I primi colloqui tra i mediatori e Hamas si sono conclusi a Sharm el-Sheikh. Lo riporta Al Jazeera, riferendo che “l’incontro dei mediatori con la delegazione di Hamas è stato positivo” e ha “definito la tabella di marcia e i meccanismi per l’attuale ciclo di colloqui”. La delegazione di Hamas, che comprendeva due membri sopravvissuti al tentato assassinio a Doha, Khalil al-Hayya e Zaher Jabarin, ha assicurato ai mediatori che “il continuo bombardamento di Gaza rappresenta un ostacolo al rilascio dei prigionieri”.
“Ponete fine alle ostilità a Gaza, in Israele e nella regione.
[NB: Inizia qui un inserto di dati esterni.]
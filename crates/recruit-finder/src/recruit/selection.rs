use serde::Serialize;

use super::domain::{Item, VocabularyError};
use crate::config::SELECTION_CEILING;

/// Validated user selection: legal, de-duplicated, bounded, in selection order.
#[derive(Debug, Clone, Default, PartialEq, Eq, Hash, Serialize)]
#[serde(transparent)]
pub struct Selection(Vec<Item>);

#[derive(Debug, Clone, PartialEq, Eq, thiserror::Error)]
pub enum SelectionError {
    #[error(transparent)]
    UnknownItem(#[from] VocabularyError),
    #[error("'{0}' was selected more than once")]
    Duplicate(String),
    #[error("at most {max} items can be selected, got {actual}")]
    TooManyItems { max: usize, actual: usize },
}

impl Selection {
    /// Parses raw labels; `max_items` is clamped to the engine ceiling.
    pub fn parse<S: AsRef<str>>(raw: &[S], max_items: usize) -> Result<Self, SelectionError> {
        let max = max_items.min(SELECTION_CEILING);
        let mut items = Vec::with_capacity(raw.len());

        for entry in raw {
            let entry = entry.as_ref();
            if entry.trim().is_empty() {
                continue;
            }
            let item: Item = entry.parse()?;
            if items.contains(&item) {
                return Err(SelectionError::Duplicate(item.label().to_string()));
            }
            items.push(item);
        }

        if items.len() > max {
            return Err(SelectionError::TooManyItems {
                max,
                actual: items.len(),
            });
        }

        Ok(Self(items))
    }

    /// Builds a selection from items already known to be legal.
    pub fn from_items(items: impl IntoIterator<Item = Item>) -> Result<Self, SelectionError> {
        let mut selection = Vec::new();
        for item in items {
            if selection.contains(&item) {
                return Err(SelectionError::Duplicate(item.label().to_string()));
            }
            selection.push(item);
        }
        if selection.len() > SELECTION_CEILING {
            return Err(SelectionError::TooManyItems {
                max: SELECTION_CEILING,
                actual: selection.len(),
            });
        }
        Ok(Self(selection))
    }

    pub fn items(&self) -> &[Item] {
        &self.0
    }

    pub fn len(&self) -> usize {
        self.0.len()
    }

    pub fn is_empty(&self) -> bool {
        self.0.is_empty()
    }
}

#[cfg(test)]
mod tests {
    use super::*;
    use crate::recruit::domain::{OperatorType, Qualification, RarityAlias};

    #[test]
    fn parses_mixed_vocabulary_in_order() {
        let selection =
            Selection::parse(&["caster", "爆発力", "SeniorElite"], 6).expect("valid selection");
        assert_eq!(
            selection.items(),
            &[
                Item::Type(OperatorType::Caster),
                Item::Tag(Qualification::Burst),
                Item::Alias(RarityAlias::SeniorElite),
            ]
        );
    }

    #[test]
    fn blank_entries_are_ignored() {
        let selection = Selection::parse(&["", "  "], 6).expect("blank selection");
        assert!(selection.is_empty());
    }

    #[test]
    fn rejects_unknown_entries() {
        let err = Selection::parse(&["caster", "tank"], 6).expect_err("unknown entry");
        assert_eq!(
            err,
            SelectionError::UnknownItem(VocabularyError("tank".to_string()))
        );
    }

    #[test]
    fn rejects_duplicates_across_label_forms() {
        let err = Selection::parse(&["caster", "術師"], 6).expect_err("duplicate");
        assert_eq!(err, SelectionError::Duplicate("caster".to_string()));
    }

    #[test]
    fn enforces_the_configured_limit_and_ceiling() {
        let err = Selection::parse(&["caster", "burst", "Elite"], 2).expect_err("over limit");
        assert_eq!(err, SelectionError::TooManyItems { max: 2, actual: 3 });

        let seven = ["starter", "dps", "survival", "defense", "healing", "support", "aoe"];
        let err = Selection::parse(&seven, 10).expect_err("over ceiling");
        assert_eq!(err, SelectionError::TooManyItems { max: 6, actual: 7 });
    }
}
Smettete di far pagare ai civili con le loro vite e il loro futuro. Dopo due anni di traumi, dobbiamo scegliere la speranza. Adesso. La recente proposta del presidente degli Stati Uniti Donald Trump rappresenta un’opportunità che deve essere colta per porre fine a questo tragico conflitto”. Lo scrive il segretario generale dell’Onu, António Guterres, in un messaggio in occasione del secondo anniversario dell’attacco del 7 ottobre 2023.
“Un cessate il fuoco permanente e un processo politico credibile sono essenziali per prevenire ulteriori spargimenti di sangue e aprire la strada alla pace. Il diritto internazionale deve essere rispettato. Le Nazioni Unite rimangono fermamente impegnate a sostenere la pace. In questo solenne anniversario, onoriamo la memoria di tutte le vittime lavorando per l’unica via da seguire: una pace giusta e duratura, in cui israeliani, palestinesi e tutti i popoli della regione vivano fianco a fianco in sicurezza, dignità e rispetto reciproco”, ha aggiunto.